Velour’s face drained of color. She clamped a trembling hand to Kaito’s chest, pressing down hard.
“Schnee—get him into a pod, now!”
“And let him bleed out alone? Are you bloody mental?! He won’t survive the launch—!”
Velour snapped, voice cracking:
“We’re boarded! Do you want him gutted on this deck instead?!”
Voice began to rattled in the distance. Shouts carried down the hall. The ship groaned, tearing at its seams.
“No, no, no…”
Schnee whispered. Her hands hovered uselessly over her kit.
The vessel lurched violently. A deafening boom tore through the ship, throwing all three against the bulkhead. The gurney toppled, Kaito’s body sliding, Velour barely catching him before he struck the deck.

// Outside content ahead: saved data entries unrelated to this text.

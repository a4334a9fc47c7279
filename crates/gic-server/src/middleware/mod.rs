//! HTTP middleware
//!
//! - CORS for browser clients requesting upload grants
//! - Request logging with tracing

use axum::http::{header, Method};
use std::time::Duration;
use tower_http::{
    classify::{ServerErrorsAsFailures, SharedClassifier},
    cors::{Any, CorsLayer},
    trace::{DefaultMakeSpan, DefaultOnResponse, TraceLayer},
};
use tracing::Level;

use crate::config::CorsConfig;

/// Create CORS layer from configuration
pub fn cors_layer(config: &CorsConfig) -> CorsLayer {
    let mut cors = CorsLayer::new()
        .allow_methods([Method::GET, Method::POST, Method::OPTIONS])
        .allow_headers([header::ACCEPT, header::CONTENT_TYPE, header::AUTHORIZATION])
        .max_age(Duration::from_secs(3600));

    let wildcard =
        config.allowed_origins.is_empty() || config.allowed_origins.iter().any(|o| o == "*");

    if wildcard {
        cors = cors.allow_origin(Any);
    } else {
        let origins: Vec<_> = config
            .allowed_origins
            .iter()
            .filter_map(|origin| origin.parse().ok())
            .collect();
        cors = cors.allow_origin(origins);
    }

    // Credentials cannot be combined with a wildcard origin
    if config.allow_credentials && !wildcard {
        cors = cors.allow_credentials(true);
    }

    cors
}

/// Create tracing/logging layer
pub fn tracing_layer() -> TraceLayer<SharedClassifier<ServerErrorsAsFailures>> {
    TraceLayer::new_for_http()
        .make_span_with(DefaultMakeSpan::new().level(Level::INFO))
        .on_response(
            DefaultOnResponse::new()
                .level(Level::INFO)
                .latency_unit(tower_http::LatencyUnit::Micros),
        )
}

Another alarm joined the chorus—shrill, urgent.
“… COLLISION. COLLISION. COLLISION …”
Velour’s eyes met Schnee’s. For an instant—pure dread, mirrored.
“Help me lift him—NOW!”
Velour screamed. Together they dragged Kaito, half-dead and bleeding, down the shuddering corridor toward the nearest escape pod. The floor pitched beneath them. Sparks rained from severed conduits. Behind them, the pounding of boots—whether ally or intruder, neither dared to check.
They threw him into the pod. Schnee’s hands shook as she strapped him down, blood smearing every buckle.
Velour slammed the console.
“Override! Launch sequence engaged!”
“NO—Velour, wait—!”
Schnee tried to pull back, but it was too late. The clamps released. Explosive bolts fired.
The pod screamed away from the vessel, into the storm of debris.